Saved entries:
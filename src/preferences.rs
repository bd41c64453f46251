//! Persisted per-gallery UI preference: the source mode (`auto` / `album`).
//!
//! Storage is best-effort. A store that cannot be read behaves as if it held
//! nothing, and a failed write is logged and forgotten; neither ever surfaces
//! as an error to the gallery.
//!
//! ## Keys
//!
//! One string value per gallery container, under
//! `travel-gal:source-mode:<container id>`. Values other than `auto` or
//! `album` are ignored on read.
//!
//! ## Query Overrides
//!
//! A query string can force the mode for a visit and persists it:
//!
//! ```text
//! ?galleryMode=album      → album (also: direct, shared-album, onedrive)
//! ?sourceMode=auto        → auto  (also: gallery, best)
//! ?gallery=direct         → album
//! ```

use crate::types::SourceMode;
use std::cell::RefCell;
use std::collections::BTreeMap;
use std::path::{Path, PathBuf};

/// Query parameter names checked, in order.
pub const MODE_QUERY_KEYS: [&str; 3] = ["galleryMode", "sourceMode", "gallery"];

const KEY_PREFIX: &str = "travel-gal:source-mode:";

/// Storage key for a gallery container's source mode.
pub fn storage_key(container_id: &str) -> String {
    format!("{KEY_PREFIX}{container_id}")
}

/// Scoped string key-value storage.
pub trait PreferenceStore {
    /// Stored value, or `None` when absent or unreadable.
    fn get(&self, key: &str) -> Option<String>;
    /// Store a value. Failures are swallowed.
    fn set(&self, key: &str, value: &str);
}

/// Preferences kept in a JSON object file (`<state dir>/preferences.json`).
pub struct FilePreferenceStore {
    path: PathBuf,
}

impl FilePreferenceStore {
    pub const FILENAME: &'static str = "preferences.json";

    pub fn new(state_dir: &Path) -> Self {
        Self {
            path: state_dir.join(Self::FILENAME),
        }
    }

    fn read_all(&self) -> BTreeMap<String, String> {
        std::fs::read_to_string(&self.path)
            .ok()
            .and_then(|s| serde_json::from_str(&s).ok())
            .unwrap_or_default()
    }

    fn write_all(&self, values: &BTreeMap<String, String>) -> std::io::Result<()> {
        if let Some(parent) = self.path.parent() {
            std::fs::create_dir_all(parent)?;
        }
        let json = serde_json::to_string_pretty(values)?;
        std::fs::write(&self.path, json)
    }
}

impl PreferenceStore for FilePreferenceStore {
    fn get(&self, key: &str) -> Option<String> {
        self.read_all().remove(key)
    }

    fn set(&self, key: &str, value: &str) {
        let mut values = self.read_all();
        values.insert(key.to_string(), value.to_string());
        if let Err(e) = self.write_all(&values) {
            log::warn!(
                "could not persist preference {key} to {}: {e}",
                self.path.display()
            );
        }
    }
}

/// In-memory store, for single runs that should not touch disk.
#[derive(Default)]
pub struct MemoryPreferenceStore {
    values: RefCell<BTreeMap<String, String>>,
}

impl MemoryPreferenceStore {
    pub fn new() -> Self {
        Self::default()
    }
}

impl PreferenceStore for MemoryPreferenceStore {
    fn get(&self, key: &str) -> Option<String> {
        self.values.borrow().get(key).cloned()
    }

    fn set(&self, key: &str, value: &str) {
        self.values
            .borrow_mut()
            .insert(key.to_string(), value.to_string());
    }
}

/// Source mode requested by a query string, if any.
///
/// Accepts a leading `?`. The first recognised key with a valid value wins;
/// unknown values are ignored.
pub fn mode_from_query(query: &str) -> Option<SourceMode> {
    let query = query.trim().trim_start_matches('?');
    let pairs: Vec<(String, String)> = url::form_urlencoded::parse(query.as_bytes())
        .into_owned()
        .collect();
    MODE_QUERY_KEYS.iter().find_map(|key| {
        pairs
            .iter()
            .filter(|(k, _)| k == key)
            .find_map(|(_, v)| SourceMode::parse(v))
    })
}

/// Stored mode for a container. Only the canonical `auto` and `album` are
/// read back; query aliases and anything else are ignored.
pub fn stored_mode(store: &dyn PreferenceStore, container_id: &str) -> Option<SourceMode> {
    match store.get(&storage_key(container_id))?.as_str() {
        "auto" => Some(SourceMode::Auto),
        "album" => Some(SourceMode::Album),
        _ => None,
    }
}

/// Resolve the effective mode: query override (persisted), then stored
/// value, then `default`.
pub fn read_source_mode(
    store: &dyn PreferenceStore,
    container_id: &str,
    query: Option<&str>,
    default: SourceMode,
) -> SourceMode {
    if let Some(mode) = query.and_then(mode_from_query) {
        store.set(&storage_key(container_id), mode.as_str());
        return mode;
    }
    stored_mode(store, container_id).unwrap_or(default)
}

• _YOUR TASK_
Copy the lines of the data above exactly as written, beginning with the line containing "fn read_all(&self) ->" and ending with the line containing "pub fn new()", and leave out all other lines.

• _TASK ANSWER_
    fn read_all(&self) -> BTreeMap<String, String> {
        std::fs::read_to_string(&self.path)
            .ok()
            .and_then(|s| serde_json::from_str(&s).ok())
            .unwrap_or_default()
    }

    fn write_all(&self, values: &BTreeMap<String, String>) -> std::io::Result<()> {
        if let Some(parent) = self.path.parent() {
            std::fs::create_dir_all(parent)?;
        }
        let json = serde_json::to_string_pretty(values)?;
        std::fs::write(&self.path, json)
    }
}

impl PreferenceStore for FilePreferenceStore {
    fn get(&self, key: &str) -> Option<String> {
        self.read_all().remove(key)
    }

    fn set(&self, key: &str, value: &str) {
        let mut values = self.read_all();
        values.insert(key.to_string(), value.to_string());
        if let Err(e) = self.write_all(&values) {
            log::warn!(
                "could not persist preference {key} to {}: {e}",
                self.path.display()
            );
        }
    }
}

/// In-memory store, for single runs that should not touch disk.
#[derive(Default)]
pub struct MemoryPreferenceStore {
    values: RefCell<BTreeMap<String, String>>,
}

impl MemoryPreferenceStore {
    pub fn new() -> Self {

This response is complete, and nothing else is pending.